Response propensity methods allow for more flexible modeling of the probability of survey response. In this way we can accommodate continuous predictors, allowing for flexible specifications (e.g., splines, local polynomial regression) and a large number of variables.
Under this approach, survey response adjustments are made using the inverse of the estimated response propensities. Clearly, an assumption that we have fit the correct specification of the model is needed; this could be mitigated to some degree through the use of flexible regressions as defined above.
A limitation, however, is that some individuals may have very low estimated propensities. These individuals would therefore receive very large nonresponse weighting adjustment factors, which could affect the variance of the estimated parameters in our study.
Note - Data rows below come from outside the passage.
//! Catalog cache behavior against in-memory fakes: list envelope ordering,
//! invalidation scope, and flush semantics.

mod support;

use std::sync::Arc;

use uuid::Uuid;

use support::FakeRepos;
use vetrina::cache::{CacheStore, CatalogCache, MemoryStore};

struct Harness {
    repos: Arc<FakeRepos>,
    store: Arc<MemoryStore>,
    cache: CatalogCache,
}

fn harness() -> Harness {
    let repos = FakeRepos::new();
    let store = Arc::new(MemoryStore::new());
    let cache = CatalogCache::new(
        store.clone() as Arc<dyn CacheStore>,
        repos.clone(),
        repos.clone(),
    );
    Harness {
        repos,
        store,
        cache,
    }
}

#[tokio::test]
async fn product_listing_round_trips_through_id_envelope() {
    let h = harness();
    let books = h.repos.insert_category("Books", "books");
    let alpha = h.repos.insert_product("Alpha", 1000, &books);
    let beta = h.repos.insert_product("Beta", 2000, &books);
    let gamma = h.repos.insert_product("Gamma", 3000, &books);

    let first = h.cache.get_products(None).await.unwrap();
    let first_ids: Vec<Uuid> = first.iter().map(|p| p.id).collect();
    assert_eq!(first_ids, vec![alpha.id, beta.id, gamma.id]);
    assert!(h.store.get("products:all").await.is_some());

    // Rename so a direct listing would now sort differently. The cached
    // envelope keeps serving the original order.
    {
        let mut products = h.repos.products.lock().unwrap();
        products
            .iter_mut()
            .find(|p| p.id == alpha.id)
            .unwrap()
            .name = "Zulu".to_string();
    }

    let second = h.cache.get_products(None).await.unwrap();
    let second_ids: Vec<Uuid> = second.iter().map(|p| p.id).collect();
    assert_eq!(second_ids, first_ids);
}

#[tokio::test]
async fn missing_rows_are_dropped_from_cached_listings() {
    let h = harness();
    let books = h.repos.insert_category("Books", "books");
    let alpha = h.repos.insert_product("Alpha", 1000, &books);
    let beta = h.repos.insert_product("Beta", 2000, &books);

    h.cache.get_products(None).await.unwrap();
    h.repos.remove_product(alpha.id);

    let rows = h.cache.get_products(None).await.unwrap();
    let ids: Vec<Uuid> = rows.iter().map(|p| p.id).collect();
    assert_eq!(ids, vec![beta.id]);
}

#[tokio::test]
async fn product_detail_served_from_cache_until_invalidated() {
    let h = harness();
    let books = h.repos.insert_category("Books", "books");
    let product = h.repos.insert_product("Alpha", 1000, &books);

    let cached = h.cache.get_product_info(product.id).await.unwrap().unwrap();
    assert_eq!(cached.id, product.id);

    // The row is gone, but the detail entry still answers.
    h.repos.remove_product(product.id);
    let stale = h.cache.get_product_info(product.id).await.unwrap();
    assert!(stale.is_some());

    h.cache.invalidate_product(Some(product.id)).await;
    let fresh = h.cache.get_product_info(product.id).await.unwrap();
    assert!(fresh.is_none());
}

#[tokio::test]
async fn invalidate_product_spares_category_listings() {
    let h = harness();
    let books = h.repos.insert_category("Books", "books");
    let product = h.repos.insert_product("Alpha", 1000, &books);

    h.cache.get_products(None).await.unwrap();
    h.cache.get_products(Some("books")).await.unwrap();
    h.cache.get_stats().await.unwrap();
    h.cache.get_product_info(product.id).await.unwrap();

    h.cache.invalidate_product(Some(product.id)).await;

    assert!(h.store.get("products:all").await.is_none());
    assert!(h.store.get("products:stats").await.is_none());
    assert!(
        h.store
            .get(&format!("product:detail:{}", product.id))
            .await
            .is_none()
    );
    assert!(h.store.get("products:category:books").await.is_some());
}

#[tokio::test]
async fn invalidate_product_is_idempotent() {
    let h = harness();
    let books = h.repos.insert_category("Books", "books");
    let product = h.repos.insert_product("Alpha", 1000, &books);

    h.cache.get_products(None).await.unwrap();
    h.cache.invalidate_product(Some(product.id)).await;
    // Repeating against already-absent keys must stay a no-op.
    h.cache.invalidate_product(Some(product.id)).await;
    h.cache.invalidate_product(None).await;

    assert!(h.store.get("products:all").await.is_none());
}

#[tokio::test]
async fn invalidate_category_scopes_to_one_slug() {
    let h = harness();
    let books = h.repos.insert_category("Books", "books");
    let games = h.repos.insert_category("Games", "games");
    h.repos.insert_product("Alpha", 1000, &books);
    h.repos.insert_product("Chess", 2500, &games);

    h.cache.get_categories().await.unwrap();
    h.cache.get_category_info("books").await.unwrap();
    h.cache.get_products(Some("books")).await.unwrap();
    h.cache.get_products(Some("games")).await.unwrap();

    h.cache.invalidate_category(Some("books")).await;

    assert!(h.store.get("category:detail:books").await.is_none());
    assert!(h.store.get("products:category:books").await.is_none());
    assert!(h.store.get("categories:all").await.is_some());
    assert!(h.store.get("products:category:games").await.is_some());
}

#[tokio::test]
async fn invalidate_category_without_slug_drops_only_the_listing() {
    let h = harness();
    h.repos.insert_category("Books", "books");

    h.cache.get_categories().await.unwrap();
    h.cache.get_category_info("books").await.unwrap();

    h.cache.invalidate_category(None).await;

    assert!(h.store.get("categories:all").await.is_none());
    assert!(h.store.get("category:detail:books").await.is_some());
}

#[tokio::test]
async fn category_info_aggregates_prices() {
    let h = harness();
    let books = h.repos.insert_category("Books", "books");
    h.repos.insert_product_at("Old", 1000, &books, 300);
    h.repos.insert_product_at("Middle", 2000, &books, 200);
    h.repos.insert_product_at("New", 3000, &books, 100);

    let info = h
        .cache
        .get_category_info("books")
        .await
        .unwrap()
        .expect("known slug");

    assert_eq!(info.stats.count, 3);
    assert_eq!(info.stats.avg_price, Some(2000.0));
    assert_eq!(info.stats.min_price, Some(1000));
    assert_eq!(info.stats.max_price, Some(3000));
    assert_eq!(info.recent[0].name, "New");
}

#[tokio::test]
async fn unknown_category_slug_is_not_cached() {
    let h = harness();

    let info = h.cache.get_category_info("missing").await.unwrap();
    assert!(info.is_none());
    assert!(h.store.is_empty());
}

#[tokio::test]
async fn clear_flushes_every_entry() {
    let h = harness();
    let books = h.repos.insert_category("Books", "books");
    h.repos.insert_product("Alpha", 1000, &books);

    h.cache.get_products(None).await.unwrap();
    h.cache.get_categories().await.unwrap();
    h.cache.get_stats().await.unwrap();
    assert!(!h.store.is_empty());

    h.cache.clear().await;
    assert!(h.store.is_empty());
    assert!(h.store.get("products:all").await.is_none());
}

#[tokio::test]
async fn stats_combine_overall_and_top_categories() {
    let h = harness();
    let books = h.repos.insert_category("Books", "books");
    let games = h.repos.insert_category("Games", "games");
    h.repos.insert_product("Alpha", 1000, &books);
    h.repos.insert_product("Beta", 3000, &books);
    h.repos.insert_product("Chess", 2000, &games);

    let stats = h.cache.get_stats().await.unwrap();
    assert_eq!(stats.overall.total, 3);
    assert_eq!(stats.overall.avg_price, Some(2000.0));
    assert_eq!(stats.overall.categories, 2);
    assert_eq!(stats.top_categories[0].slug, "books");
    assert_eq!(stats.top_categories[0].published_count, 2);
}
One way around this would be to trim or compress very large weights (Potter, 1990; Kish, 1992; Meng et al., 2010). However, another approach based on recent developments on propensity score methods (Imbens and Rubin 2015) and nonresponse stratification methods (Little 1983), may yield a tractable approach.
Our first step is to pre-specify a set of characteristics and administrative variables deemed a priori as potentially important for response. We can begin with a baseline response propensity specification with linear terms for each of these covariates, though we could also consider choosing a more flexible specification that considers second-order and interaction terms (possibly selected by an iterative algorithm and checked via cross-validation of the prediction errors to mitigate against the risk of overfitting).
# Baseline X variables for predicting response
z <- c("education","sex","maritalstatus","hhsize","employed","enrollment_source","raceanalysis","insurancecoverage")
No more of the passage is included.